Long non-coding RNA MALAT1 targeting STING transcription promotes bronchopulmonary dysplasia through regulation of CREB.

Bronchopulmonary dysplasia (BPD) is a severe complication of preterm infants characterized by increased alveolarization and inflammation. Premature exposure to hyperoxia is believed to be a key contributor to the pathogenesis of BPD. No effective preventive or therapeutic agents have been created. Stimulator of interferon gene (STING) is associated with inflammation and apoptosis in various lung diseases. Long non-coding RNA MALAT1 has been reported to be involved in BPD. However, how MALAT1 regulates STING expression remains unknown.
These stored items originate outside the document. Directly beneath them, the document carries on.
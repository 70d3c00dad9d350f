//! Destination-specific payloads built from uploaded rows.

use serde::Serialize;

use crate::adapter::Operation;
use crate::iso::{PlainVirtual, ercot, miso, neiso, nyiso, pjmiso};
use crate::{Destination, OrderKind};

/// A fully typed order. Serializes to exactly the destination's JSON object.
#[derive(Debug, Clone, PartialEq, Serialize)]
#[serde(untagged)]
pub enum TypedOrder {
    ErcotVirtual(ercot::VirtualOrder),
    ErcotSpread(ercot::SpreadOrder),
    PjmisoVirtual(pjmiso::VirtualOrder),
    PjmisoSpread(pjmiso::SpreadOrder),
    NeisoVirtual(neiso::VirtualOrder),
    CaisoVirtual(PlainVirtual),
    MisoVirtual(PlainVirtual),
    NyisoVirtual(PlainVirtual),
    SppisoVirtual(PlainVirtual),
}

impl TypedOrder {
    pub const fn destination(&self) -> Destination {
        match self {
            Self::ErcotVirtual(_) | Self::ErcotSpread(_) => Destination::Ercot,
            Self::PjmisoVirtual(_) | Self::PjmisoSpread(_) => Destination::Pjmiso,
            Self::NeisoVirtual(_) => Destination::Neiso,
            Self::CaisoVirtual(_) => Destination::Caiso,
            Self::MisoVirtual(_) => Destination::Miso,
            Self::NyisoVirtual(_) => Destination::Nyiso,
            Self::SppisoVirtual(_) => Destination::Sppiso,
        }
    }

    pub const fn kind(&self) -> OrderKind {
        match self {
            Self::ErcotSpread(_) | Self::PjmisoSpread(_) => OrderKind::Spread,
            _ => OrderKind::Virtual,
        }
    }
}

/// Identifies previously submitted orders to withdraw.
///
/// Only destinations that withdraw order by order have a variant here; the
/// rest withdraw their whole book for the trade date.
#[derive(Debug, Clone, PartialEq, Eq, Serialize)]
#[serde(untagged)]
pub enum WithdrawalOrder {
    PjmisoVirtual(pjmiso::VirtualWithdrawal),
    PjmisoSpread(pjmiso::SpreadWithdrawal),
    NeisoVirtual(neiso::VirtualWithdrawal),
    MisoVirtual(miso::VirtualWithdrawal),
    NyisoVirtual(nyiso::VirtualWithdrawal),
}

impl WithdrawalOrder {
    pub const fn destination(&self) -> Destination {
        match self {
            Self::PjmisoVirtual(_) | Self::PjmisoSpread(_) => Destination::Pjmiso,
            Self::NeisoVirtual(_) => Destination::Neiso,
            Self::MisoVirtual(_) => Destination::Miso,
            Self::NyisoVirtual(_) => Destination::Nyiso,
        }
    }

    pub const fn kind(&self) -> OrderKind {
        match self {
            Self::PjmisoSpread(_) => OrderKind::Spread,
            _ => OrderKind::Virtual,
        }
    }
}

/// Body of a validation call.
#[derive(Debug, Clone, PartialEq, Serialize)]
#[serde(untagged)]
pub enum ValidationRequest {
    /// `{bids?, offers?}`
    Virtuals {
        #[serde(skip_serializing_if = "Option::is_none")]
        bids: Option<Vec<TypedOrder>>,
        #[serde(skip_serializing_if = "Option::is_none")]
        offers: Option<Vec<TypedOrder>>,
    },
    /// A bare array.
    Spreads(Vec<TypedOrder>),
}

impl ValidationRequest {
    pub const fn bids(orders: Vec<TypedOrder>) -> Self {
        Self::Virtuals {
            bids: Some(orders),
            offers: None,
        }
    }

    pub const fn offers(orders: Vec<TypedOrder>) -> Self {
        Self::Virtuals {
            bids: None,
            offers: Some(orders),
        }
    }

    pub const fn operation(&self) -> Operation {
        match self {
            Self::Virtuals { .. } => Operation::ValidateVirtuals,
            Self::Spreads(_) => Operation::ValidateSpreads,
        }
    }

    pub fn orders(&self) -> impl Iterator<Item = &TypedOrder> {
        let (first, second): (&[TypedOrder], &[TypedOrder]) = match self {
            Self::Virtuals { bids, offers } => (
                bids.as_deref().unwrap_or_default(),
                offers.as_deref().unwrap_or_default(),
            ),
            Self::Spreads(orders) => (orders.as_slice(), &[]),
        };
        first.iter().chain(second)
    }
}

#[cfg(test)]
mod tests {
    use super::*;
    use serde_json::json;

    fn caiso(node: &str) -> TypedOrder {
        TypedOrder::CaisoVirtual(PlainVirtual {
            node: node.to_string(),
            he: "14".to_string(),
            tranche: 1,
            mw: 5.0,
            price: 30.5,
        })
    }

    #[test]
    fn test_typed_order_serializes_without_tag() {
        assert_eq!(
            serde_json::to_value(caiso("SP15")).unwrap(),
            json!({"node": "SP15", "he": "14", "tranche": 1, "mw": 5.0, "price": 30.5})
        );
    }

    #[test]
    fn test_typed_order_destination_and_kind() {
        let order = caiso("NP15");
        assert_eq!(order.destination(), Destination::Caiso);
        assert_eq!(order.kind(), OrderKind::Virtual);

        let spread = TypedOrder::ErcotSpread(ercot::SpreadOrder {
            source: "HB_WEST".to_string(),
            sink: "HB_NORTH".to_string(),
            he: "10".to_string(),
            tranche: 1,
            mw: 10.0,
            price: 25.3,
            is_block: false,
        });
        assert_eq!(spread.destination(), Destination::Ercot);
        assert_eq!(spread.kind(), OrderKind::Spread);
    }

    #[test]
    fn test_validation_request_bids_only() {
        let request = ValidationRequest::bids(vec![caiso("SP15")]);
        assert_eq!(request.operation(), Operation::ValidateVirtuals);
        assert_eq!(
            serde_json::to_value(&request).unwrap(),
            json!({"bids": [{"node": "SP15", "he": "14", "tranche": 1, "mw": 5.0, "price": 30.5}]})
        );
    }

    #[test]
    fn test_validation_request_orders_chains_both_sides() {
        let request = ValidationRequest::Virtuals {
            bids: Some(vec![caiso("A")]),
            offers: Some(vec![caiso("B"), caiso("C")]),
        };
        assert_eq!(request.orders().count(), 3);

        let empty = ValidationRequest::Virtuals {
            bids: None,
            offers: None,
        };
        assert_eq!(empty.orders().count(), 0);
        assert_eq!(serde_json::to_value(&empty).unwrap(), json!({}));
    }

    #[test]
    fn test_validation_request_spreads_is_bare_array() {
        let request = ValidationRequest::Spreads(vec![]);
        assert_eq!(request.operation(), Operation::ValidateSpreads);
        assert_eq!(serde_json::to_value(&request).unwrap(), json!([]));
    }

    #[test]
    fn test_withdrawal_serializes_identifiers_only() {
        let withdrawal = WithdrawalOrder::MisoVirtual(miso::VirtualWithdrawal {
            node: "ALTW.WELLS1".to_string(),
        });
        assert_eq!(withdrawal.destination(), Destination::Miso);
        assert_eq!(
            serde_json::to_value(&withdrawal).unwrap(),
            json!({"node": "ALTW.WELLS1"})
        );
    }
}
In this study, we assessed that STING and MALAT1 were up-regulated in the lung tissue from BPD neonates, hyperoxia-based rat models and lung epithelial cell lines. Then, using the flow cytometry and cell proliferation assay, we found that down-regulating of STING or MALAT1 inhibited the apoptosis and promoted the proliferation of hyperoxia-treated cells. Subsequently, qRT-PCR, Western blotting and dual-luciferase reporter assays showed that suppressing MALAT1 decreased the expression and promoter activity of STING. Moreover, transcription factor CREB showed its regulatory role in the transcription of STING via a chromatin immunoprecipitation. In conclusion, MALAT1 interacts with CREB to regulate STING transcription in BPD neonates. STING, CREB and MALAT1 may be promising therapeutic targets in the prevention and treatment of BPD.